Lyophilized from a 0.2μm filtered concentrated solution in PBS, pH7.4, 5% trehalose.
Endotoxin
Less than 1EU/μg of rRhTNF-α as determined by LAL method.
Reconstitution
We recommend that this vial be briefly centrifuged prior to opening to bring the contents to the bottom. Reconstitute in sterile distilled water or aqueous buffer containing 0.1% BSA to a concentration of 0.1-1.0mg/ml. Stock solutions should be apportioned into working aliquots and stored at ≤-20℃. Further dilutions should be made in appropriate buffered solutions.
Category
Cytokine
Background
Tumor necrosis factor alpha (TNF-α), also called cachectin, is the best-know member of the TNF-family, which can cause cell death. This protein is produced by neutrophils, activated lymphocytes, macrophages, NK cells, LAK cells, astrocytes endothelial cells, smooth muscle cells and some transformed cells. TNF-α occurs as a secreted, soluble form and as a membrane-anchored form, both of which are biologically active.
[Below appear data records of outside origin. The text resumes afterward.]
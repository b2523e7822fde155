//! Authenticated forum client.

use crate::auth_fsm::{SessionMachine, SessionMachineInput, SessionState};
use crate::models::{
    Bookmark, BookmarksResponse, Post, PostsResponse, SearchPage, SearchResponse, TopPeriod,
    TopicDetail, TopicFilter, TopicList, UserAction, UserActionsResponse, LIKE_ACTION_TYPE,
};
use crate::session::HttpSession;
use crate::{ClientConfig, ForumError, ForumResult};
use forum_config_and_utils::Credentials;
use serde::{Deserialize, Serialize};
use session_cache_store::{SessionCache, SessionStore};
use std::collections::BTreeSet;
use tracing::{debug, info, warn};

/// `action_type` of a reply in the user action log.
const REPLY_ACTION_TYPE: u32 = 5;
/// Full page length of `/user_actions.json`; a shorter page is the last.
const USER_ACTIONS_PAGE_SIZE: usize = 30;
/// Upper bound on bookmark pages followed in one listing.
const MAX_BOOKMARK_PAGES: usize = 50;
/// Upper bound on action-log pages read when reconciling reply history.
const MAX_USER_ACTION_PAGES: usize = 40;

/// How a client obtained its verified session.
#[derive(Debug, Clone, Copy, PartialEq, Eq, Serialize, Deserialize)]
#[serde(rename_all = "snake_case")]
pub enum SessionOrigin {
    /// Cached cookies passed verification.
    CachedCookies,
    /// Warmup and a fresh login.
    FreshLogin,
}

/// Server acknowledgement of a created post.
#[derive(Debug, Clone, Default, PartialEq, Eq, Serialize, Deserialize)]
pub struct CreatedPost {
    #[serde(default)]
    pub id: u64,
    #[serde(default)]
    pub topic_id: u64,
    #[serde(default)]
    pub post_number: u32,
}

/// One page of a user's bookmarks.
#[derive(Debug, Clone, Default, PartialEq)]
pub struct BookmarkPage {
    pub bookmarks: Vec<Bookmark>,
    /// Continuation cursor; `None` once exhausted.
    pub more_url: Option<String>,
}

#[derive(Serialize)]
struct CreatePostBody<'a> {
    topic_id: u64,
    raw: &'a str,
    #[serde(skip_serializing_if = "Option::is_none")]
    reply_to_post_number: Option<u32>,
}

#[derive(Serialize)]
struct PostActionBody {
    id: u64,
    post_action_type_id: u32,
}

/// Authenticated client for one forum.
///
/// Only obtainable through [`ForumClient::connect`], so every instance holds
/// a verified session.
pub struct ForumClient {
    session: HttpSession,
    username: String,
    origin: SessionOrigin,
    default_top_period: TopPeriod,
}

impl std::fmt::Debug for ForumClient {
    fn fmt(&self, f: &mut std::fmt::Formatter<'_>) -> std::fmt::Result {
        f.debug_struct("ForumClient")
            .field("base_url", &self.session.base_url())
            .field("username", &self.username)
            .field("origin", &self.origin)
            .finish()
    }
}

impl ForumClient {
    /// Establish an authenticated session.
    ///
    /// Reuses cached cookies when they load and verify; otherwise warms up,
    /// logs in with `credentials` and caches the new cookies. Login failures
    /// are fatal and never retried here.
    pub async fn connect(config: ClientConfig, credentials: &Credentials) -> ForumResult<Self> {
        let mut machine = SessionMachine::new();
        let username = credentials.username.clone();

        if let Some(store) = &config.session_store {
            transition(&mut machine, &SessionMachineInput::CheckCache)?;

            let session = HttpSession::new(&config)?;
            match resume_cached(&session, store, &username).await {
                Ok(()) => {
                    transition(&mut machine, &SessionMachineInput::CacheVerified)?;
                    info!(username = %username, "Resumed cached session");
                    persist_cookies(&session, Some(store), &username);
                    return Ok(Self::verified(
                        session,
                        username,
                        SessionOrigin::CachedCookies,
                        &config,
                    ));
                }
                Err(e) => {
                    info!(reason = %e, "Cached session unusable, logging in");
                    transition(&mut machine, &SessionMachineInput::CacheRejected)?;
                }
            }
        } else {
            transition(&mut machine, &SessionMachineInput::SkipCache)?;
        }

        // Fresh transport so rejected cookies do not leak into the login.
        let session = HttpSession::new(&config)?;

        if let Err(e) = session.warmup().await {
            transition(&mut machine, &SessionMachineInput::WarmupFailed)?;
            return Err(e);
        }
        tokio::time::sleep(config.warmup_delay).await;
        transition(&mut machine, &SessionMachineInput::WarmupComplete)?;

        let login = async {
            session.refresh_csrf().await?;
            session.login(&username, &credentials.password).await?;
            // Discourse rotates the token on login.
            session.refresh_csrf().await
        };
        if let Err(e) = login.await {
            transition(&mut machine, &SessionMachineInput::LoginFailed)?;
            return Err(e);
        }
        transition(&mut machine, &SessionMachineInput::LoginSucceeded)?;
        info!(username = %username, "Logged in");

        persist_cookies(&session, config.session_store.as_ref(), &username);
        Ok(Self::verified(
            session,
            username,
            SessionOrigin::FreshLogin,
            &config,
        ))
    }

    fn verified(
        session: HttpSession,
        username: String,
        origin: SessionOrigin,
        config: &ClientConfig,
    ) -> Self {
        Self {
            session,
            username,
            origin,
            default_top_period: config.default_top_period,
        }
    }

    pub fn username(&self) -> &str {
        &self.username
    }

    pub fn base_url(&self) -> &str {
        self.session.base_url()
    }

    /// Whether the session was resumed from cache or freshly logged in.
    pub fn origin(&self) -> SessionOrigin {
        self.origin
    }

    pub fn default_top_period(&self) -> TopPeriod {
        self.default_top_period
    }

    /// Browser URL of a topic.
    pub fn topic_url(&self, topic_id: u64) -> String {
        self.session.url(&format!("/t/{}", topic_id))
    }

    pub async fn list_topics(&self, filter: TopicFilter) -> ForumResult<TopicList> {
        self.session.get_json(&filter.path()).await
    }

    /// Follow a listing's continuation cursor.
    pub async fn more_topics(&self, more_url: &str) -> ForumResult<TopicList> {
        let more_url = more_url.trim();
        if more_url.is_empty() {
            return Err(ForumError::validation("no continuation cursor"));
        }
        self.session.get_json(more_url).await
    }

    pub async fn topic(&self, topic_id: u64) -> ForumResult<TopicDetail> {
        self.session.get_json(&format!("/t/{}.json", topic_id)).await
    }

    /// Fetch an arbitrary subset of a topic's posts.
    pub async fn posts_by_ids(&self, topic_id: u64, post_ids: &[u64]) -> ForumResult<Vec<Post>> {
        if post_ids.is_empty() {
            return Err(ForumError::validation("no post ids requested"));
        }
        let ids = post_ids
            .iter()
            .map(u64::to_string)
            .collect::<Vec<_>>()
            .join(",");
        let path = format!("/t/{}/posts.json?post_ids[]={}", topic_id, ids);
        let response: PostsResponse = self.session.get_json(&path).await?;
        Ok(response.post_stream.posts)
    }

    pub async fn create_post(
        &self,
        topic_id: u64,
        raw: &str,
        reply_to_post_number: Option<u32>,
    ) -> ForumResult<CreatedPost> {
        if raw.trim().is_empty() {
            return Err(ForumError::validation("reply is empty"));
        }
        let body = CreatePostBody {
            topic_id,
            raw,
            reply_to_post_number: reply_to_post_number.filter(|n| *n > 0),
        };
        let created: CreatedPost = self
            .session
            .post_json("/posts.json", &body, &format!("/t/{}", topic_id))
            .await?;
        info!(topic_id, post_id = created.id, "Post created");
        Ok(created)
    }

    pub async fn like_post(&self, post_id: u64) -> ForumResult<()> {
        let body = PostActionBody {
            id: post_id,
            post_action_type_id: LIKE_ACTION_TYPE,
        };
        let _: serde_json::Value = self
            .session
            .post_json("/post_actions.json", &body, "/")
            .await?;
        debug!(post_id, "Post liked");
        Ok(())
    }

    pub async fn unlike_post(&self, post_id: u64) -> ForumResult<()> {
        self.session
            .delete(&format!(
                "/post_actions/{}.json?post_action_type_id={}",
                post_id, LIKE_ACTION_TYPE
            ))
            .await?;
        debug!(post_id, "Post unliked");
        Ok(())
    }

    /// Topic ids the current user has replied in (floor > 1), from the
    /// server's action log.
    pub async fn user_replied_topics(&self) -> ForumResult<BTreeSet<u64>> {
        let mut topics = BTreeSet::new();
        let mut offset = 0usize;
        let mut exhausted = false;

        for _ in 0..MAX_USER_ACTION_PAGES {
            let path = format!(
                "/user_actions.json?offset={}&username={}&filter=4,5",
                offset,
                urlencode(&self.username)
            );
            let page: UserActionsResponse = self.session.get_json(&path).await?;
            let count = page.user_actions.len();
            topics.extend(replied_topic_ids(&page.user_actions));

            if count < USER_ACTIONS_PAGE_SIZE {
                exhausted = true;
                break;
            }
            offset += count;
        }

        if !exhausted {
            warn!(
                pages = MAX_USER_ACTION_PAGES,
                count = topics.len(),
                "Reply history still had full pages at the page cap; stopping"
            );
        }
        debug!(count = topics.len(), "Fetched replied topics");
        Ok(topics)
    }

    /// Full-text search, 1-based `page`.
    pub async fn search(&self, query: &str, page: u32) -> ForumResult<SearchPage> {
        let query = query.trim();
        if query.is_empty() {
            return Err(ForumError::validation("search query is empty"));
        }
        let page = page.max(1);
        let path = format!("/search?q={}&page={}", urlencode(query), page);
        let response: SearchResponse = self.session.get_json(&path).await?;
        Ok(response.into_page(query, page))
    }

    /// One page of bookmarks; `None` fetches the first page.
    pub async fn bookmarks_page(&self, more_url: Option<&str>) -> ForumResult<BookmarkPage> {
        let path = match more_url {
            Some(url) => url.to_string(),
            None => format!("/u/{}/bookmarks.json", urlencode(&self.username)),
        };
        let response: BookmarksResponse = self.session.get_json(&path).await?;
        Ok(match response.user_bookmark_list {
            Some(list) => BookmarkPage {
                bookmarks: list.bookmarks,
                more_url: list
                    .more_bookmarks_url
                    .map(|s| s.trim().to_string())
                    .filter(|s| !s.is_empty()),
            },
            None => BookmarkPage::default(),
        })
    }

    /// Every bookmark, following continuation cursors.
    pub async fn all_bookmarks(&self) -> ForumResult<Vec<Bookmark>> {
        let mut all = Vec::new();
        let mut cursor: Option<String> = None;

        for _ in 0..MAX_BOOKMARK_PAGES {
            let page = self.bookmarks_page(cursor.as_deref()).await?;
            if page.bookmarks.is_empty() {
                break;
            }
            all.extend(page.bookmarks);
            match page.more_url {
                Some(next) => cursor = Some(next),
                None => break,
            }
        }

        debug!(count = all.len(), "Fetched bookmarks");
        Ok(all)
    }

    pub async fn delete_bookmark(&self, bookmark_id: u64) -> ForumResult<()> {
        self.session
            .delete(&format!("/bookmarks/{}.json", bookmark_id))
            .await
    }
}

/// Topics of real replies (floor > 1) in one page of the action log.
fn replied_topic_ids(actions: &[UserAction]) -> impl Iterator<Item = u64> + '_ {
    actions
        .iter()
        .filter(|a| a.action_type == REPLY_ACTION_TYPE && a.post_number > 1)
        .map(|a| a.topic_id)
}

/// Load, install and verify cached cookies.
async fn resume_cached(
    session: &HttpSession,
    store: &SessionStore,
    username: &str,
) -> ForumResult<()> {
    let cache = store.load(username)?;
    session.install_cookies(&cache.cookies);
    session.refresh_csrf().await?;
    let _: TopicList = session.get_json(&TopicFilter::Latest.path()).await?;
    Ok(())
}

/// Cache the session's cookies. Failures are logged, never fatal.
fn persist_cookies(session: &HttpSession, store: Option<&SessionStore>, username: &str) {
    let Some(store) = store else {
        return;
    };
    let cookies = session.export_cookies();
    if cookies.is_empty() {
        warn!("No cookies to cache after login");
        return;
    }
    if let Err(e) = store.save(&SessionCache::new(username, cookies)) {
        warn!(path = %store.path().display(), error = %e, "Failed to cache session");
    }
}

fn transition(machine: &mut SessionMachine, input: &SessionMachineInput) -> ForumResult<()> {
    let old_state = SessionState::from(machine.state());
    machine.consume(input).map_err(|_| {
        ForumError::InvalidStateTransition(format!(
            "Cannot apply {:?} in state {:?}",
            input,
            machine.state()
        ))
    })?;
    let new_state = SessionState::from(machine.state());
    debug!(
        old_state = ?old_state,
        new_state = ?new_state,
        "Session state transition"
    );
    Ok(())
}

fn urlencode(value: &str) -> String {
    url::form_urlencoded::byte_serialize(value.as_bytes()).collect()
}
The naturally-occurring form of TNF-α is glycosylated, but non-glycosylated recombinant TNF-α has comparable biological activity. The biologically active native form of TNF-α is reportedly a trimer. Rhesus macaque and human TNF-α show approximately 98% homology at the amino acid level. Two types of receptors for TNF-α have been described and virtually all cell types studied show the presence of one or both of these receptor types.